Emergency price gouging protections in California generally prohibit landlords from increasing rent during the pandemic by more than 10%. Bay Area cities have enacted additional tenant protections.

Plancarte, 45, and her family have lived in the same two bedroom, rent-controlled apartment in San Jose for 17 years. She has asked her landlord to fix her kitchen and windows for years, and the property owner finally did the repairs early this year, she said through a translator. Her long-time landlord raised the rent from $1,700 to $1,850 after the work — a surprise to Plancarte and an unexpected new cost.

The Law Foundation of Silicon Valley argued that the increase violates San Jose’s emergency ban on hikes for renters impacted by COVID-19.

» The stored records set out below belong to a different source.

/// Attempt to enter user mode with the embedded init binary.
///
/// This function:
/// 1. Retrieves the physical memory offset from BOOT_INFO
/// 2. Allocates physical frames for user code and stack
/// 3. Maps them at user-accessible virtual addresses in the current page tables
/// 4. Copies the embedded INIT_CODE machine code to the code page
/// 5. Sets up the per-CPU kernel_rsp for syscall/interrupt return
/// 6. Transitions to Ring 3 via iretq
///
/// On success, this function does not return (enters user mode).
/// On failure, returns a KernelError for the caller to log.
pub fn try_enter_usermode() -> Result<(), crate::error::KernelError> {
    use crate::{mm::FRAME_SIZE, userspace::embedded};

    // Step 1: Get the physical memory offset from BOOT_INFO
    // SAFETY: BOOT_INFO is a static mut written once during early boot
    // (in main.rs) and only read afterwards. At this point we are in
    // single-threaded Stage 6 bootstrap, so no data race is possible.
    // We use addr_of! to avoid creating a direct reference to the static mut.
    let phys_offset_val = unsafe {
        let boot_info_ptr = core::ptr::addr_of!(crate::arch::x86_64::boot::BOOT_INFO);
        let boot_info =
            (*boot_info_ptr)
                .as_ref()
                .ok_or(crate::error::KernelError::NotInitialized {
                    subsystem: "BOOT_INFO",
                })?;
        boot_info.physical_memory_offset.into_option().ok_or(
            crate::error::KernelError::NotInitialized {
                subsystem: "physical memory offset",
            },
        )?
    };

    PHYS_OFFSET.store(phys_offset_val, core::sync::atomic::Ordering::Relaxed);

    // Step 1b: Read CR3 to identify page table frames that must not be
    // allocated for user-space use (the bootloader doesn't mark them as
    // reserved in the memory map).
    let cr3_val: u64;
    // SAFETY: Reading CR3 is always valid in kernel mode.
    unsafe {
        asm!("mov {}, cr3", out(reg) cr3_val);
    }
    let pml4_phys = cr3_val & 0x000F_FFFF_FFFF_F000;

    // Step 2: Get the embedded init code
    let init_code = embedded::init_code_bytes();

    // Step 3: Allocate physical frames, skipping any that are page table pages.
    // One frame for code (mapped at 0x400000)
    // One frame for stack (mapped at 0x7FFFF000, stack grows down from 0x80000000)
    // SAFETY: phys_offset_val and pml4_phys are valid (verified above).
    let code_frame = unsafe { allocate_safe_frame(phys_offset_val, pml4_phys, 1)? };
    let code_phys = code_frame.as_u64() * FRAME_SIZE as u64;

    let stack_frame = unsafe { allocate_safe_frame(phys_offset_val, pml4_phys, 1)? };
    let stack_phys = stack_frame.as_u64() * FRAME_SIZE as u64;

    // Step 4: Map pages in the current page tables
    // Code page at 0x400000 (PRESENT + WRITABLE + USER, executable)
    let code_vaddr: u64 = 0x40_0000;
    let stack_vaddr: u64 = 0x7FFF_F000;

    // SAFETY: We have verified that phys_offset_val is the correct bootloader
    // mapping offset. The virtual addresses are in the user-space range (below
    // 0x0000_8000_0000_0000) and do not conflict with kernel mappings. The
    // physical frames were just allocated and are valid.
    unsafe {
        map_user_page(
            phys_offset_val,
            code_vaddr,
            code_phys,
            PTE_PRESENT | PTE_WRITABLE | PTE_USER,
        )?;

        map_user_page(
            phys_offset_val,
            stack_vaddr,
            stack_phys,
            PTE_PRESENT | PTE_WRITABLE | PTE_USER,
        )?;
    }

    // Step 5: Copy init code to the code page
    // Access the code frame through the physical memory mapping
    let code_virt_via_phys = phys_offset_val + code_phys;
    // SAFETY: code_virt_via_phys points to a freshly allocated, zeroed frame
    // accessible through the bootloader's physical memory mapping. We copy
    // init_code.len() bytes (< 4096) into the frame.
    unsafe {
        let dest = code_virt_via_phys as *mut u8;
        core::ptr::copy_nonoverlapping(init_code.as_ptr(), dest, init_code.len());
    }

    // Step 6: Set up per-CPU kernel_rsp
    // Allocate a dedicated kernel stack for syscall/interrupt return
    // SAFETY: phys_offset_val and pml4_phys are valid.
    let kernel_stack_frame = unsafe { allocate_safe_frame(phys_offset_val, pml4_phys, 4)? };
    let kernel_stack_phys = kernel_stack_frame.as_u64() * FRAME_SIZE as u64;
    let kernel_stack_top = phys_offset_val + kernel_stack_phys + (4 * FRAME_SIZE as u64);

    // Write kernel_rsp to per-CPU data so syscall_entry can find it
    let per_cpu = crate::arch::x86_64::syscall::per_cpu_data_ptr();
    // SAFETY: per_cpu_data_ptr() returns a valid pointer to the static
    // PerCpuData. We are in single-threaded bootstrap context. Setting
    // kernel_rsp before entering user mode is required for syscall_entry
    // to have a valid kernel stack.
    unsafe {
        (*per_cpu).kernel_rsp = kernel_stack_top;
    }

    // Step 7: Enter user mode
    // User entry point = start of code at 0x400000
    // User stack pointer = top of stack page at 0x80000000 (grows down from top of
    // page)
    let user_entry = code_vaddr;
    let user_stack = stack_vaddr + FRAME_SIZE as u64; // Top of the stack page
    let user_cs: u64 = 0x33; // User code segment (GDT index 6, RPL 3)
    let user_ss: u64 = 0x2B; // User data segment (GDT index 5, RPL 3)

    crate::println!(
        "[USERMODE] Entering Ring 3: entry={:#x} stack={:#x}",
        user_entry,
        user_stack,
    );

    // SAFETY: All preconditions for enter_usermode are met:
    // - entry_point (0x400000) has executable code mapped with USER access
    // - user_stack (0x80000000) points to the top of a mapped user stack page
    // - CS/SS are valid Ring 3 selectors from the GDT
    // - CR3 contains page tables with USER-accessible mappings
    // - Per-CPU kernel_rsp is set for syscall/interrupt return
    unsafe {
        enter_usermode(user_entry, user_stack, user_cs, user_ss);
    }
}
#![no_std]
#![no_main]
#![feature(custom_test_frameworks)]
#![feature(abi_x86_interrupt)]
#![test_runner(crate::test_runner)]
#![reexport_test_harness_main = "test_main"]

use core::panic::PanicInfo;

#[macro_use]
mod print;

mod arch;
mod ipc;
mod mm;
mod sched;

#[cfg(not(test))]
#[panic_handler]
fn panic(_info: &PanicInfo) -> ! {
    #[cfg(target_arch = "x86_64")]
    println!("[KERNEL PANIC] {}", _info);
    
    arch::halt();
}

#[cfg(test)]
#[panic_handler]
fn panic(info: &PanicInfo) -> ! {
    serial_println!("[KERNEL PANIC] {}", info);
    exit_qemu(QemuExitCode::Failed);
}

#[no_mangle]
pub extern "C" fn _start() -> ! {
    println!("VeridianOS v{}", env!("CARGO_PKG_VERSION"));
    println!("Initializing microkernel...");

    // Initialize architecture-specific features
    arch::init();

    // Initialize memory management
    mm::init();

    // Initialize scheduler
    sched::init();

    // Initialize IPC
    ipc::init();

    #[cfg(test)]
    test_main();

    println!("VeridianOS initialized successfully!");

    // Enter scheduler main loop
    sched::run();
}

#[cfg(test)]
fn test_runner(tests: &[&dyn Testable]) {
    serial_println!("Running {} tests", tests.len());
    for test in tests {
        test.run();
    }
    exit_qemu(QemuExitCode::Success);
}

#[cfg(test)]
trait Testable {
    fn run(&self) -> ();
}

#[cfg(test)]
impl<T> Testable for T
where
    T: Fn(),
{
    fn run(&self) {
        serial_print!("{}...\t", core::any::type_name::<T>());
        self();
        serial_println!("[ok]");
    }
}

#[cfg(test)]
#[derive(Debug, Clone, Copy, PartialEq, Eq)]
#[repr(u32)]
pub enum QemuExitCode {
    Success = 0x10,
    Failed = 0x11,
}

#[cfg(test)]
pub fn exit_qemu(exit_code: QemuExitCode) -> ! {
    use x86_64::instructions::port::Port;

    unsafe {
        let mut port = Port::new(0xf4);
        port.write(exit_code as u32);
    }
    unreachable!();
}
//! Crate-wide kernel error taxonomy.
//!
//! A single, non-allocating, `Copy` error enum used by every fallible
//! kernel-internal API, carried over from the teacher's original
//! `error.rs` with the capability/IPC/scheduler/syscall/filesystem-nested
//! variants removed (none of those subsystems are in scope) and the
//! blocking-primitive variants spec.md's synchronization and notes
//! modules need (`NotePending`, `Busy`, `Fatal`) added in their place.
//! Syscall handlers convert a `KernelError` to a negative-errno return at
//! the syscall boundary (see `syscall::dispatch`); everywhere else it
//! propagates via `?`.

use core::fmt;

/// Main kernel error type.
#[derive(Debug, Clone, Copy, PartialEq, Eq)]
#[must_use = "kernel errors must be handled, not silently discarded"]
pub enum KernelError {
    /// Physical frame or heap allocation failed.
    OutOfMemory { requested: usize, available: usize },
    /// A virtual address was malformed (misaligned, non-canonical, out of
    /// the valid range for the operation).
    InvalidAddress { addr: usize },
    /// A virtual address has no mapping.
    UnmappedMemory { addr: usize },
    /// No process with the given id.
    ProcessNotFound { pid: u64 },
    /// No thread with the given id.
    ThreadNotFound { tid: u64 },
    /// An object was in the wrong state for the requested operation.
    InvalidState {
        expected: &'static str,
        actual: &'static str,
    },
    /// A hardware device reported an error.
    HardwareError { device: &'static str, code: u32 },
    /// A precondition on an argument was violated.
    InvalidArgument {
        name: &'static str,
        value: &'static str,
    },
    /// The operation is defined but not supported in this configuration.
    OperationNotSupported { operation: &'static str },
    /// A fixed-capacity table or pool (fds, notes, IPI ring, timer
    /// callbacks) is full.
    ResourceExhausted { resource: &'static str },
    /// The caller lacks permission for this operation.
    PermissionDenied { operation: &'static str },
    /// The object already exists.
    AlreadyExists { resource: &'static str, id: u64 },
    /// The requested object does not exist.
    NotFound { resource: &'static str, id: u64 },
    /// A blocking operation hit its deadline.
    Timeout { operation: &'static str, duration_ms: u64 },
    /// Recognized but unimplemented.
    NotImplemented { feature: &'static str },
    /// A non-blocking operation has no data/slot ready right now.
    WouldBlock,
    /// Write end closed (pipe/channel) or read end closed.
    BrokenPipe,
    /// Subsystem accessed before its `init()` ran.
    NotInitialized { subsystem: &'static str },
    /// A blocking primitive (mutex, futex, RW mutex) was interrupted by a
    /// note or kill arriving while the caller was parked.
    NotePending,
    /// The resource is held by someone else and the caller asked not to
    /// wait (e.g. `try_acquire`, `FUTEX_TRYLOCK`-style paths).
    Busy,
    /// Unrecoverable: stack-canary corruption, unhandled kernel exception,
    /// RCU invariant break, IPI queue corruption, double page-fault during
    /// stack-fault recovery. Callers that observe this should panic.
    Fatal(&'static str),
}

/// Result type alias for kernel operations.
pub type KernelResult<T> = Result<T, KernelError>;

impl fmt::Display for KernelError {
    fn fmt(&self, f: &mut fmt::Formatter<'_>) -> fmt::Result {
        match self {
            Self::OutOfMemory { requested, available } => write!(
                f,
                "out of memory: requested {requested} bytes, {available} available"
            ),
            Self::InvalidAddress { addr } => write!(f, "invalid address: {addr:#x}"),
            Self::UnmappedMemory { addr } => write!(f, "unmapped memory at {addr:#x}"),
            Self::ProcessNotFound { pid } => write!(f, "process {pid} not found"),
            Self::ThreadNotFound { tid } => write!(f, "thread {tid} not found"),
            Self::InvalidState { expected, actual } => {
                write!(f, "invalid state: expected {expected}, got {actual}")
            }
            Self::HardwareError { device, code } => {
                write!(f, "hardware error on {device}: code {code:#x}")
            }
            Self::InvalidArgument { name, value } => {
                write!(f, "invalid argument '{name}': {value}")
            }
            Self::OperationNotSupported { operation } => {
                write!(f, "operation not supported: {operation}")
            }
            Self::ResourceExhausted { resource } => write!(f, "resource exhausted: {resource}"),
            Self::PermissionDenied { operation } => {
                write!(f, "permission denied: {operation}")
            }
            Self::AlreadyExists { resource, id } => {
                write!(f, "{resource} {id} already exists")
            }
            Self::NotFound { resource, id } => write!(f, "{resource} {id} not found"),
            Self::Timeout { operation, duration_ms } => {
                write!(f, "{operation} timed out after {duration_ms} ms")
            }
            Self::NotImplemented { feature } => write!(f, "not implemented: {feature}"),
            Self::WouldBlock => write!(f, "operation would block"),
            Self::BrokenPipe => write!(f, "broken pipe"),
            Self::NotInitialized { subsystem } => write!(f, "{subsystem} not initialized"),
            Self::NotePending => write!(f, "interrupted by a pending note"),
            Self::Busy => write!(f, "resource busy"),
            Self::Fatal(reason) => write!(f, "fatal: {reason}"),
        }
    }
}

/// Stable errno-style encoding used at the syscall boundary (see
/// `syscall::dispatch`). Matches the `SYS_ERRNO` slot semantics of
/// spec.md section 6: syscalls return `-1` and stash one of these in the
/// thread's errno slot.
#[derive(Debug, Clone, Copy, PartialEq, Eq)]
#[repr(i32)]
pub enum Errno {
    NoMem = 1,
    Invalid = 2,
    TooManyOpen = 3,
    Again = 4,
    TimedOut = 5,
    Interrupted = 6,
    Fault = 7,
    NotFound = 8,
    Exists = 9,
    Busy = 10,
    Permission = 11,
    NotSupported = 12,
    NotInitialized = 13,
    BrokenPipe = 14,
    Fatal = 15,
}

impl From<KernelError> for Errno {
    fn from(err: KernelError) -> Self {
        match err {
            KernelError::OutOfMemory { .. } => Errno::NoMem,
            KernelError::InvalidAddress { .. } | KernelError::UnmappedMemory { .. } => {
                Errno::Fault
            }
            KernelError::ProcessNotFound { .. }
            | KernelError::ThreadNotFound { .. }
            | KernelError::NotFound { .. } => Errno::NotFound,
            KernelError::InvalidState { .. } | KernelError::InvalidArgument { .. } => {
                Errno::Invalid
            }
            KernelError::HardwareError { .. } => Errno::Fault,
            KernelError::OperationNotSupported { .. } | KernelError::NotImplemented { .. } => {
                Errno::NotSupported
            }
            KernelError::ResourceExhausted { .. } => Errno::TooManyOpen,
            KernelError::PermissionDenied { .. } => Errno::Permission,
            KernelError::AlreadyExists { .. } => Errno::Exists,
            KernelError::Timeout { .. } => Errno::TimedOut,
            KernelError::WouldBlock => Errno::Again,
            KernelError::BrokenPipe => Errno::BrokenPipe,
            KernelError::NotInitialized { .. } => Errno::NotInitialized,
            KernelError::NotePending => Errno::Interrupted,
            KernelError::Busy => Errno::Busy,
            KernelError::Fatal(_) => Errno::Fatal,
        }
    }
}

/// Converts a kernel result into the syscall ABI's `(isize, errno)` pair:
/// `Ok(v)` becomes `(v as isize, None)`; `Err(e)` becomes `(-1, Some(errno))`.
pub fn to_syscall_return(result: KernelResult<usize>) -> (isize, Option<Errno>) {
    match result {
        Ok(v) => (v as isize, None),
        Err(e) => (-1, Some(Errno::from(e))),
    }
}
//! Message passing implementation for IPC
//!
//! This module provides the core message passing functionality between
//! processes, including message queues, delivery, and process synchronization.

// Core message passing -- exercised via syscall IPC paths
#![allow(dead_code)]

#[cfg(feature = "alloc")]
extern crate alloc;

#[cfg(feature = "alloc")]
use alloc::{collections::BTreeMap, vec::Vec};
use core::sync::atomic::{AtomicBool, AtomicU64, Ordering};

use spin::Mutex;

use super::{
    capability::EndpointId,
    error::{IpcError, Result},
    message::Message,
};
use crate::{process::ProcessId, sched};

/// Message queue for each endpoint
#[cfg(feature = "alloc")]
pub struct MessageQueue {
    /// Queued messages
    messages: Vec<Message>,
    /// Maximum queue size
    max_size: usize,
    /// Processes waiting to receive
    waiting_receivers: Vec<ProcessId>,
    /// Processes waiting to send (when queue is full)
    waiting_senders: Vec<(ProcessId, Message)>,
}

#[cfg(feature = "alloc")]
impl MessageQueue {
    /// Create a new message queue
    pub fn new(max_size: usize) -> Self {
        Self {
            messages: Vec::new(),
            max_size,
            waiting_receivers: Vec::new(),
            waiting_senders: Vec::new(),
        }
    }

    /// Enqueue a message
    pub fn enqueue(&mut self, msg: Message) -> Result<()> {
        if self.messages.len() >= self.max_size {
            return Err(IpcError::ChannelFull);
        }
        self.messages.push(msg);
        Ok(())
    }

    /// Dequeue a message
    pub fn dequeue(&mut self) -> Option<Message> {
        if self.messages.is_empty() {
            None
        } else {
            Some(self.messages.remove(0))
        }
    }

    /// Add a waiting receiver
    pub fn add_receiver(&mut self, pid: ProcessId) {
        self.waiting_receivers.push(pid);
    }

    /// Get a waiting receiver
    pub fn get_receiver(&mut self) -> Option<ProcessId> {
        if self.waiting_receivers.is_empty() {
            None
        } else {
            Some(self.waiting_receivers.remove(0))
        }
    }

    /// Add a waiting sender
    pub fn add_sender(&mut self, pid: ProcessId, msg: Message) {
        self.waiting_senders.push((pid, msg));
    }

    /// Process waiting senders (when space becomes available)
    pub fn process_waiting_senders(&mut self) -> Vec<ProcessId> {
        let mut woken = Vec::new();

        while self.messages.len() < self.max_size && !self.waiting_senders.is_empty() {
            let (pid, msg) = self.waiting_senders.remove(0);
            self.messages.push(msg);
            woken.push(pid);
        }

        woken
    }

    /// Check if queue has messages
    pub fn has_messages(&self) -> bool {
        !self.messages.is_empty()
    }

    /// Check if there are waiting receivers
    pub fn has_waiting_receivers(&self) -> bool {
        !self.waiting_receivers.is_empty()
    }
}

/// Endpoint structure with message queue
pub struct Endpoint {
    /// Endpoint ID
    pub id: EndpointId,
    /// Owner process
    pub owner: ProcessId,
    /// Message queue
    #[cfg(feature = "alloc")]
    pub queue: Mutex<MessageQueue>,
    /// Active flag
    pub active: AtomicBool,
    /// Message counter
    pub message_count: AtomicU64,
}

impl Endpoint {
    /// Create a new endpoint
    #[cfg(feature = "alloc")]
    pub fn new(id: EndpointId, owner: ProcessId) -> Self {
        Self {
            id,
            owner,
            queue: Mutex::new(MessageQueue::new(1024)), // Default queue size
            active: AtomicBool::new(true),
            message_count: AtomicU64::new(0),
        }
    }

    /// Close the endpoint
    pub fn close(&self) {
        self.active.store(false, Ordering::Release);
    }

    /// Check if endpoint is active
    pub fn is_active(&self) -> bool {
        self.active.load(Ordering::Acquire)
    }
}

/// Global endpoint registry
#[cfg(feature = "alloc")]
pub struct EndpointRegistry {
    /// Endpoints indexed by ID
    endpoints: Mutex<BTreeMap<EndpointId, Endpoint>>,
}

#[cfg(feature = "alloc")]
impl EndpointRegistry {
    /// Create a new registry
    pub const fn new() -> Self {
        Self {
            endpoints: Mutex::new(BTreeMap::new()),
        }
    }

    /// Register an endpoint
    pub fn register(&self, endpoint: Endpoint) -> Result<()> {
        let mut endpoints = self.endpoints.lock();

        if endpoints.contains_key(&endpoint.id) {
            return Err(IpcError::EndpointBusy);
        }

        endpoints.insert(endpoint.id, endpoint);
        Ok(())
    }

    /// Unregister an endpoint
    pub fn unregister(&self, id: EndpointId) -> Result<()> {
        let mut endpoints = self.endpoints.lock();

        if let Some(endpoint) = endpoints.remove(&id) {
            endpoint.close();

            // Wake up any waiting processes
            let queue = endpoint.queue.lock();
            let waiting = queue.waiting_receivers.clone();
            drop(queue);

            for pid in waiting {
                sched::wake_up_process(pid);
            }

            Ok(())
        } else {
            Err(IpcError::EndpointNotFound)
        }
    }

    /// Get an endpoint reference
    pub fn get(&self, id: EndpointId) -> Option<&'static Endpoint> {
        let endpoints = self.endpoints.lock();

        endpoints.get(&id).map(|ep| {
            // SAFETY: The Endpoint is stored in a BTreeMap behind a Mutex, so it has
            // a stable address as long as it is not removed. The returned 'static
            // reference is valid as long as the endpoint remains in the registry.
            // Callers must not hold this reference across endpoint removal.
            unsafe { &*(ep as *const Endpoint) }
        })
    }
}

#[cfg(feature = "alloc")]
impl Default for EndpointRegistry {
    fn default() -> Self {
        Self::new()
    }
}

/// Global endpoint registry instance
#[cfg(feature = "alloc")]
pub static ENDPOINT_REGISTRY: EndpointRegistry = EndpointRegistry::new();

/// Send a message to an endpoint
#[cfg(feature = "alloc")]
pub fn send_to_endpoint(msg: Message, endpoint_id: EndpointId) -> Result<()> {
    let endpoint = ENDPOINT_REGISTRY
        .get(endpoint_id)
        .ok_or(IpcError::EndpointNotFound)?;

    if !endpoint.is_active() {
        return Err(IpcError::EndpointNotFound);
    }

    let mut queue = endpoint.queue.lock();

    // Check if there's a waiting receiver
    if let Some(receiver_pid) = queue.get_receiver() {
        // Direct delivery
        drop(queue);

        deliver_to_process(msg, receiver_pid)?;
        sched::wake_up_process(receiver_pid);
        endpoint.message_count.fetch_add(1, Ordering::Relaxed);
        Ok(())
    } else {
        // Queue the message
        match queue.enqueue(msg) {
            Ok(()) => {
                endpoint.message_count.fetch_add(1, Ordering::Relaxed);
                // Note: Capability transfer happens when message is dequeued
                Ok(())
            }
            Err(e) => Err(e),
        }
    }
}

/// Receive a message from an endpoint
#[cfg(feature = "alloc")]
pub fn receive_from_endpoint(endpoint_id: EndpointId, blocking: bool) -> Result<Message> {
    let endpoint = ENDPOINT_REGISTRY
        .get(endpoint_id)
        .ok_or(IpcError::EndpointNotFound)?;

    if !endpoint.is_active() {
        return Err(IpcError::EndpointNotFound);
    }

    let mut queue = endpoint.queue.lock();

    // Try to get a message
    if let Some(msg) = queue.dequeue() {
        // Process any waiting senders
        let woken_senders = queue.process_waiting_senders();
        drop(queue);

        // Wake up senders that were waiting for space
        for pid in woken_senders {
            sched::wake_up_process(pid);
        }

        Ok(msg)
    } else if blocking {
        // No message, block if requested
        let current_pid = sched::current_process().pid;
        queue.add_receiver(current_pid);
        drop(queue);

        // Block the current process
        sched::block_on_ipc(endpoint_id);

        // When we wake up, try again
        receive_from_endpoint(endpoint_id, false)
    } else {
        Err(IpcError::WouldBlock)
    }
}

/// Deliver a message directly to a process
#[cfg(feature = "alloc")]
fn deliver_to_process(msg: Message, pid: ProcessId) -> Result<()> {
    // Store message in per-process message buffer
    static PROCESS_MESSAGES: Mutex<BTreeMap<ProcessId, Message>> = Mutex::new(BTreeMap::new());

    let mut messages = PROCESS_MESSAGES.lock();
    messages.insert(pid, msg);

    Ok(())
}

/// Retrieve a delivered message for the current process
#[cfg(feature = "alloc")]
pub fn retrieve_delivered_message() -> Option<Message> {
    static PROCESS_MESSAGES: Mutex<BTreeMap<ProcessId, Message>> = Mutex::new(BTreeMap::new());

    let current_pid = sched::current_process().pid;
    let mut messages = PROCESS_MESSAGES.lock();

    messages.remove(&current_pid)
}

/// Initialize message passing subsystem
pub fn init() {
    println!("[IPC] Message passing subsystem initialized");
}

Plancarte and her husband, a handyman, have lost work during the health crisis, and cut back on buying groceries so they could pay rent. The entire family, including Plancarte’s three children, caught and suffered through the virus last fall. But, she said, she and her husband have started to find more opportunities for work and “things are starting to look up.”

Instead of finding pandemic discounts, working-class families, punished for years by the region’s high housing costs, are seeing apartment prices climb beyond their budgets.

Kimberly Linares, 55, has struggled to make rent on her disability check and the modest income from her two sons’ part-time work. When her landlord told her rent would increase $200 a month to $1,700, Linares contacted the Law Foundation.  Advocates successfully argued to have the rent increase reduced and are helping Linares and her landlord apply for rental assistance.

Linares considered moving, but knew from the experiences of friends and family another apartment would likely be more expensive.  “I know I wouldn’t be able to afford it,” Linares said through an interpreter. “It’s not an easy thing to live here.”